Linde Expands Homecare Ops with $750 Million Buy
10.01.2012 -
Linde is acquiring the European homecare business of U.S. rival Air Products and Products in a $750 million deal that will thrust the German industrial gases maker into No.2 position in the homecare respiratory market.
The business being bought - which generated sales of €210 million ($267 million) in the year through September 2011 - provides care for patients who suffer chronic ailments requiring oxygen, ventilation or nebulization therapy at home.
An industry observer who declined to be named said the acquisition - one of Linde's biggest since it bought UK-based BOC for €12 billion ($15.3 billion) five years ago - would make Linde a strong No. 2 in the homecare business after French group Air Liquide.
Linde, already the world's second-biggest supplier of medical gases and industrial gases, declined to comment on its market share, but said its healthcare operations were more profitable than industrial gases.
Air Products said it was selling the business because it was no longer a natural fit with its core gases business.
Linde counts the steel and chemical sectors as its main customers but also supplies gases used to produce solar cells, make LCD flat screens and lift the giant helium character balloons of Macy's Thanksgiving Day Parade.

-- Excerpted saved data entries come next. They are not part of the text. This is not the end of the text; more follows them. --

// src/graph/cycles.rs

//! Directed cycle detection.
//!
//! Depth-first search with a global `visited` set and a path-local `on_stack`
//! set. The search uses an explicit work stack of `(node, next successor
//! index)` frames instead of recursion, so a long chain costs heap memory
//! rather than call-stack depth.

use std::collections::HashSet;

use tracing::trace;

use crate::graph::{Adjacency, Edge, Node};

/// Returns `true` if the graph induced by `nodes`/`edges` has a directed
/// cycle. A self-loop is a one-node cycle.
///
/// The search starts from every node (in node order) that no earlier search
/// has visited, and stops at the first cycle found.
pub fn has_cycle(nodes: &[Node], edges: &[Edge]) -> bool {
    let adj = Adjacency::build(nodes, edges);
    has_cycle_from(&adj, nodes.iter().map(|n| n.id.as_str()))
}

/// Cycle search over a prebuilt adjacency mapping, starting from `starts` in
/// the given order.
pub fn has_cycle_from<'a, I>(adj: &Adjacency<'a>, starts: I) -> bool
where
    I: IntoIterator<Item = &'a str>,
{
    let mut visited: HashSet<&'a str> = HashSet::new();
    let mut on_stack: HashSet<&'a str> = HashSet::new();
    let mut stack: Vec<(&'a str, usize)> = Vec::new();

    for start in starts {
        if visited.contains(start) {
            continue;
        }

        visited.insert(start);
        on_stack.insert(start);
        stack.push((start, 0));

        while let Some(&(node, next_idx)) = stack.last() {
            match adj.successors(node).get(next_idx) {
                Some(&succ) => {
                    if let Some(top) = stack.last_mut() {
                        top.1 += 1;
                    }

                    if on_stack.contains(succ) {
                        trace!(from = node, to = succ, "back edge found");
                        return true;
                    }

                    if visited.insert(succ) {
                        on_stack.insert(succ);
                        stack.push((succ, 0));
                    }
                }
                None => {
                    on_stack.remove(node);
                    stack.pop();
                }
            }
        }
    }

    false
}
// src/cli.rs

//! CLI argument parsing using `clap`.

use std::path::PathBuf;

use clap::{Parser, ValueEnum};

use crate::types::{DanglingEdgePolicy, OutputFormat};

/// Command-line arguments for `pipedag`.
#[derive(Debug, Clone, Parser)]
#[command(
    name = "pipedag",
    version,
    about = "Validate pipeline DAG documents and report structural statistics.",
    long_about = None
)]
pub struct CliArgs {
    /// Pipeline document (JSON, as exported by the editor).
    #[arg(value_name = "DOCUMENT")]
    pub document: PathBuf,

    /// Path to the config file (TOML).
    ///
    /// Default: `Pipedag.toml` in the current working directory. A missing
    /// default file means built-in defaults; an explicitly given file must exist.
    #[arg(long, value_name = "PATH")]
    pub config: Option<PathBuf>,

    /// Output format for the validation report.
    #[arg(long, value_enum, value_name = "FORMAT", default_value = "text")]
    pub format: OutputFormat,

    /// Keep watching the document and re-validate whenever it changes.
    #[arg(long)]
    pub watch: bool,

    /// Override `[validation].dangling_edges` from the config.
    #[arg(long, value_enum, value_name = "POLICY")]
    pub dangling_edges: Option<DanglingEdgePolicy>,

    /// Logging level (error, warn, info, debug, trace).
    ///
    /// If omitted, `PIPEDAG_LOG` or a default level will be used.
    #[arg(long, value_enum, value_name = "LEVEL")]
    pub log_level: Option<LogLevel>,
}

/// Log level as exposed on the CLI.
#[derive(Debug, Copy, Clone, ValueEnum)]
pub enum LogLevel {
    Error,
    Warn,
    Info,
    Debug,
    Trace,
}

/// Convenience wrapper around `CliArgs::parse()`.
pub fn parse() -> CliArgs {
    CliArgs::parse()
}

#[cfg(test)]
mod tests {
    use super::*;

    #[test]
    fn parses_minimal_invocation() {
        let args = CliArgs::try_parse_from(["pipedag", "pipeline.json"]).unwrap();
        assert_eq!(args.document, PathBuf::from("pipeline.json"));
        assert!(args.config.is_none());
        assert!(!args.watch);
        assert_eq!(args.format, OutputFormat::Text);
        assert!(args.dangling_edges.is_none());
    }

    #[test]
    fn parses_all_flags() {
        let args = CliArgs::try_parse_from([
            "pipedag",
            "--config",
            "cfg/Pipedag.toml",
            "--format",
            "json",
            "--watch",
            "--dangling-edges",
            "ignore",
            "--log-level",
            "debug",
            "p.json",
        ])
        .unwrap();
        assert_eq!(args.config, Some(PathBuf::from("cfg/Pipedag.toml")));
        assert!(args.watch);
        assert_eq!(args.format, OutputFormat::Json);
        assert_eq!(args.dangling_edges, Some(DanglingEdgePolicy::Ignore));
        assert!(matches!(args.log_level, Some(LogLevel::Debug)));
    }

    #[test]
    fn document_is_required() {
        assert!(CliArgs::try_parse_from(["pipedag"]).is_err());
    }
}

Prior to the BOC buy it bought Swedish industrial gas supplier Aga in 2000.
Linde's healthcare business posted total sales of €1.1 billion in 2010, with around 280 million generated in the homecare segment.
The group says its operating profit margin in healthcare is wider than in industrial gases, where it achieved a margin of 27.3% in the first nine months of 2011, though it would not give a figure for healthcare profitability.
Linde was scheduled to release 2011 results in March.